→ **INSTRUCTIONS TO FOLLOW**
Using the listing below, retype exactly the lines starting at the one with "value is NULL" and ending at the one with "the ISO-like layouts", and include both.

→ **EXTRACTED ENTRIES**
- Opening Delimiter -

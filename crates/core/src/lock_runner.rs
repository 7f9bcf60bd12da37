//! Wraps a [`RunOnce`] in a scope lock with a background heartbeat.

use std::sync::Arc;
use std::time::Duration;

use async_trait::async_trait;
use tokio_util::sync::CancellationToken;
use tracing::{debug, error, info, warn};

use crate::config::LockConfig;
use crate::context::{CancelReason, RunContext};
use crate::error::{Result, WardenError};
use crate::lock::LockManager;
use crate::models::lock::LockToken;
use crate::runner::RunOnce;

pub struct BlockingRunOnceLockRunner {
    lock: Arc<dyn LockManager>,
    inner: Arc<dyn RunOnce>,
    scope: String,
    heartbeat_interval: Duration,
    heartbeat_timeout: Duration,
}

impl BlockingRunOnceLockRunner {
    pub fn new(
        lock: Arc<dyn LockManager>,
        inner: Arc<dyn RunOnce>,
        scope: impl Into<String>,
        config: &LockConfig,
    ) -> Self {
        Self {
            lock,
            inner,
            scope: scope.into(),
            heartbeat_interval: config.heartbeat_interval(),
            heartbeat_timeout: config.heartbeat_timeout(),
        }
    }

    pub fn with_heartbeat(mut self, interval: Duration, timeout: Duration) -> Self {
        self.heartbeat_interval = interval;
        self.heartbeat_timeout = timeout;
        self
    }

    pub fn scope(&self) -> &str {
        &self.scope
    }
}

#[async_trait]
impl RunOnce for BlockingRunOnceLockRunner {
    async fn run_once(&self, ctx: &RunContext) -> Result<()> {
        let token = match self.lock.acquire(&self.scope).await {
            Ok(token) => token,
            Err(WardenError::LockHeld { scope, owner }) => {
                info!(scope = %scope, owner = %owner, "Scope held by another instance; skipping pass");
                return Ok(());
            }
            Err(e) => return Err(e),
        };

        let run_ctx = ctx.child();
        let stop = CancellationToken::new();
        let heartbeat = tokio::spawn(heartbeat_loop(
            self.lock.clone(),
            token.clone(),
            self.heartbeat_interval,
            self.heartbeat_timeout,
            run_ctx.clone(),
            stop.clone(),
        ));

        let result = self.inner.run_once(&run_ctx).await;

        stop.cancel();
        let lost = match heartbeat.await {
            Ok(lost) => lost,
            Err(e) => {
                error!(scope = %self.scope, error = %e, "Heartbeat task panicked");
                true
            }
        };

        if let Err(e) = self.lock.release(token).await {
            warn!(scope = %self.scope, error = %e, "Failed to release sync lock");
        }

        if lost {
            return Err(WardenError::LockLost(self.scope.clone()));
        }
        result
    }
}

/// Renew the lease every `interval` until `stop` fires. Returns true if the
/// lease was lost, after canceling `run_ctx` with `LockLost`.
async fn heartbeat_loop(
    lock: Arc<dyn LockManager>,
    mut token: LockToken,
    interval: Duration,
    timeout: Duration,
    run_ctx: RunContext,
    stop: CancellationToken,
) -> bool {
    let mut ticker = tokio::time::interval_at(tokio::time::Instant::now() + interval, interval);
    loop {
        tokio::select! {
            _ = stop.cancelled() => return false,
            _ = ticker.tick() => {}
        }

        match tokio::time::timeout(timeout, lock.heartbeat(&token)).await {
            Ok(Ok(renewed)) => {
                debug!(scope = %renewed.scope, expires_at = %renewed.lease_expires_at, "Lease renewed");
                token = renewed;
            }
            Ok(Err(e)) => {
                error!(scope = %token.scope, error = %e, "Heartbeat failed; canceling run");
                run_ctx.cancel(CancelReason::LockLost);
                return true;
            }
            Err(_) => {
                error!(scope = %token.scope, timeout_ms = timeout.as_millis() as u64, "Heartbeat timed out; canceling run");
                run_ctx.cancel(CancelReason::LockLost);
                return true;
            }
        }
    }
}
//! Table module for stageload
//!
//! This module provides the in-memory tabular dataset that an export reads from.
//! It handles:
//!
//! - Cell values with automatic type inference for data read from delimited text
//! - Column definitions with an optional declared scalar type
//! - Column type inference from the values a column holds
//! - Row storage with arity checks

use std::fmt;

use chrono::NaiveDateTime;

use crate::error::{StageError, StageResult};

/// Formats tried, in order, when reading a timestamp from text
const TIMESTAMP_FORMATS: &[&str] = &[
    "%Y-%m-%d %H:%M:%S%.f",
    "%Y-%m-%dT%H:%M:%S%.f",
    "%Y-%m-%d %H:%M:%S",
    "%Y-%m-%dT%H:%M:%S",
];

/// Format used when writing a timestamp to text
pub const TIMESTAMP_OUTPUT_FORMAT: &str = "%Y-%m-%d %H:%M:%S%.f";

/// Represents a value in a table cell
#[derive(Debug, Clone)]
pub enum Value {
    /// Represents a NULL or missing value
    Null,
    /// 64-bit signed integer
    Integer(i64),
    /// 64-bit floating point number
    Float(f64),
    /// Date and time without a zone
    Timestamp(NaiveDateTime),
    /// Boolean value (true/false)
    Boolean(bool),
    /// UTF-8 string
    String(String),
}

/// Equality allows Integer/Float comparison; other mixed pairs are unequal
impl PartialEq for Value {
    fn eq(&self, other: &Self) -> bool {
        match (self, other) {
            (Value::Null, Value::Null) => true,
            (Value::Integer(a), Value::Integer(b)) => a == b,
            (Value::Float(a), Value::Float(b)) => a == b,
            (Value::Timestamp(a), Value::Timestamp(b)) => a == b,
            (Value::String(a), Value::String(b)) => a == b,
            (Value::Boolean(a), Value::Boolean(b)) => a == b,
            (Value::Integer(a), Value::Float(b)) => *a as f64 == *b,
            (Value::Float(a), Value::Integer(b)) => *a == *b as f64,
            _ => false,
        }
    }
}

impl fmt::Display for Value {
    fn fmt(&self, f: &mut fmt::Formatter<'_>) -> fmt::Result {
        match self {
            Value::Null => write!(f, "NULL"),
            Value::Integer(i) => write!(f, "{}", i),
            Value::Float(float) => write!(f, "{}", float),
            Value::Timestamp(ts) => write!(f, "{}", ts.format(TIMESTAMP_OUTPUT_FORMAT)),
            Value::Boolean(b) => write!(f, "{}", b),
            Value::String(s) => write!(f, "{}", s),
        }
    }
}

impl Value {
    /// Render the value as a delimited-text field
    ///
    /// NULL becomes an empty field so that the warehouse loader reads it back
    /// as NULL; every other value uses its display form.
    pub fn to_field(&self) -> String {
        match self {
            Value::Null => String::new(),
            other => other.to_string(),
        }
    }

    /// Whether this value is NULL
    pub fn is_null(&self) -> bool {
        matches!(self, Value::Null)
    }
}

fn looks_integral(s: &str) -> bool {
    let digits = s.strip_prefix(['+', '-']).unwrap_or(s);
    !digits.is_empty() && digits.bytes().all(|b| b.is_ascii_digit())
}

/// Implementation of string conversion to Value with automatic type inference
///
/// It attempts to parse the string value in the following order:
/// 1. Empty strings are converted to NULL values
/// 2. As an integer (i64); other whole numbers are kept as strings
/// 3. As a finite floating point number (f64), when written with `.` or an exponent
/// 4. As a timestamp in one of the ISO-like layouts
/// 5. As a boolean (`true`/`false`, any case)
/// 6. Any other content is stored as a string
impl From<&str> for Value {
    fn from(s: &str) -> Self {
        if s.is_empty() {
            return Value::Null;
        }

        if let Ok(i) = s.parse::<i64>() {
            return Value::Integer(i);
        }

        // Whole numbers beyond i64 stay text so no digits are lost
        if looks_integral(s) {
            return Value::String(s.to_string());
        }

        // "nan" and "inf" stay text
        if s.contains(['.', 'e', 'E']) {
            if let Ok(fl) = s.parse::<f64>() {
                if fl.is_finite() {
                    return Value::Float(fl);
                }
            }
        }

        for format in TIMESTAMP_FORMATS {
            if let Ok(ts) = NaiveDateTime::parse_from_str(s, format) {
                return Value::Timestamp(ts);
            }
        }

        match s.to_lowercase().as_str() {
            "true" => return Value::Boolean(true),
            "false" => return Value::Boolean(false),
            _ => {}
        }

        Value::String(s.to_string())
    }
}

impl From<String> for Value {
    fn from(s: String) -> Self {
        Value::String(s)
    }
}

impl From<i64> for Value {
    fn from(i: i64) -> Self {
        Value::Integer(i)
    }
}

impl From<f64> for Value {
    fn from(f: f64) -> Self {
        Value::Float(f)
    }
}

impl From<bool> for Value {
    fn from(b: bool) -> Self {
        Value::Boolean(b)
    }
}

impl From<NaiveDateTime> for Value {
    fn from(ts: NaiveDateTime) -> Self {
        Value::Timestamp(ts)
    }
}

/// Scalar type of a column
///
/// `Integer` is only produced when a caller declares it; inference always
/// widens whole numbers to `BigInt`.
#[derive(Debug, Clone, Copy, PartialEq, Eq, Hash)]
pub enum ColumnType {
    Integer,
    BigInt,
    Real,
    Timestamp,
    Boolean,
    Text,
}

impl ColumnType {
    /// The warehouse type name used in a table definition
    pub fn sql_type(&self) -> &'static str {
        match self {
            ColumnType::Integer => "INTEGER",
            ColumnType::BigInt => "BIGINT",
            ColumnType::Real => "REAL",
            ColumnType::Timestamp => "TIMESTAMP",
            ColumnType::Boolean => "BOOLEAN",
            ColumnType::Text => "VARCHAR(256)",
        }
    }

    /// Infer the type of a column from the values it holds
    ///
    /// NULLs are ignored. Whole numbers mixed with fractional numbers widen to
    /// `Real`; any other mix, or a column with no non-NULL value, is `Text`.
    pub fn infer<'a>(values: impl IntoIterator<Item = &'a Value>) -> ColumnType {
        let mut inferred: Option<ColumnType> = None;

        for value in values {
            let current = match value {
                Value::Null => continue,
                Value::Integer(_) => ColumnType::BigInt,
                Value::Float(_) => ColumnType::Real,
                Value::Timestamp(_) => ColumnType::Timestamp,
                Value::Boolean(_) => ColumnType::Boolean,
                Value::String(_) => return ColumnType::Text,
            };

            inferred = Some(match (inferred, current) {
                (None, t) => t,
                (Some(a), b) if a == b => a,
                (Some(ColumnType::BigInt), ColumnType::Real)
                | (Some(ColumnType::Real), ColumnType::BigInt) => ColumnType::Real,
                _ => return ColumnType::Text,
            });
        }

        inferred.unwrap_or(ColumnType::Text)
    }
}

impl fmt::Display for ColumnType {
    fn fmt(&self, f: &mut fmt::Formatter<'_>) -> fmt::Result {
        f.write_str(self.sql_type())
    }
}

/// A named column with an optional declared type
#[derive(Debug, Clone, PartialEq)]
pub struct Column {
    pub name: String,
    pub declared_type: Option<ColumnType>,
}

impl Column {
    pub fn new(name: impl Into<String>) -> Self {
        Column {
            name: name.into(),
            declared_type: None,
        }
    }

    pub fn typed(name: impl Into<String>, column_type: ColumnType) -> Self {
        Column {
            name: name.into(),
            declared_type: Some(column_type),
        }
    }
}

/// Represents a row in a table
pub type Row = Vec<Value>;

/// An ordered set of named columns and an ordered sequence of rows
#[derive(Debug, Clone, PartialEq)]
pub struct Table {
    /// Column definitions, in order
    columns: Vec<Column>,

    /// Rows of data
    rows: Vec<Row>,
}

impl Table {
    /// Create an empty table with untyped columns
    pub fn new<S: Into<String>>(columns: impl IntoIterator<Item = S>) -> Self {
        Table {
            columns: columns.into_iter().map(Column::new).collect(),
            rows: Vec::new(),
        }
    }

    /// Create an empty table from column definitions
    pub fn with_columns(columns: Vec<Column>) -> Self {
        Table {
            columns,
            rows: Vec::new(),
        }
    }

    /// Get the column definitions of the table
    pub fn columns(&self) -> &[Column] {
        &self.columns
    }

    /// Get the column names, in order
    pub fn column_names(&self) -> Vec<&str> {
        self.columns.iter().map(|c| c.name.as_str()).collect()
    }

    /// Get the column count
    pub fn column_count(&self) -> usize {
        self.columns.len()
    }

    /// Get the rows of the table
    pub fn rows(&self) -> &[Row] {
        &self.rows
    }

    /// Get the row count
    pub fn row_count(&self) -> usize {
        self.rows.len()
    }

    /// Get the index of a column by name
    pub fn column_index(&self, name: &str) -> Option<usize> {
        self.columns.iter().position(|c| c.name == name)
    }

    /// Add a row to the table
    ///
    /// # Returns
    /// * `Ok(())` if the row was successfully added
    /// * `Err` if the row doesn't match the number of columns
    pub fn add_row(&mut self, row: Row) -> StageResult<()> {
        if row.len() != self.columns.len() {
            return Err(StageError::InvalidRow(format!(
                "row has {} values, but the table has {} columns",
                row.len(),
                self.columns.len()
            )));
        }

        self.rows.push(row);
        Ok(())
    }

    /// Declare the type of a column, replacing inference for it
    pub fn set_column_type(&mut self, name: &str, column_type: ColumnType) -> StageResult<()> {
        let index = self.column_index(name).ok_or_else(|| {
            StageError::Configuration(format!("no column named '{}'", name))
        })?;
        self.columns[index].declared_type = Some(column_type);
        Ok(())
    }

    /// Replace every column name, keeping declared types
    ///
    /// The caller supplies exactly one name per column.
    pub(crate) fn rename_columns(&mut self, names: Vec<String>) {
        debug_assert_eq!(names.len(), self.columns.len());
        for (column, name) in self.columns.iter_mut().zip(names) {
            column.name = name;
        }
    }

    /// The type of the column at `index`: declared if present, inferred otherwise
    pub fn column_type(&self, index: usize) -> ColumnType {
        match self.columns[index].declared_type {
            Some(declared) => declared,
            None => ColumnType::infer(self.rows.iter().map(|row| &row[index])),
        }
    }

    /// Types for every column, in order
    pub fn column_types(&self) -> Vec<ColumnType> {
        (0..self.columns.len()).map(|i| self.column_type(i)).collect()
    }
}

- Closing Delimiter -

→ **FINISHED TASK**
    /// Whether this value is NULL
    pub fn is_null(&self) -> bool {
        matches!(self, Value::Null)
    }
}

fn looks_integral(s: &str) -> bool {
    let digits = s.strip_prefix(['+', '-']).unwrap_or(s);
    !digits.is_empty() && digits.bytes().all(|b| b.is_ascii_digit())
}

/// Implementation of string conversion to Value with automatic type inference
///
/// It attempts to parse the string value in the following order:
/// 1. Empty strings are converted to NULL values
/// 2. As an integer (i64); other whole numbers are kept as strings
/// 3. As a finite floating point number (f64), when written with `.` or an exponent
/// 4. As a timestamp in one of the ISO-like layouts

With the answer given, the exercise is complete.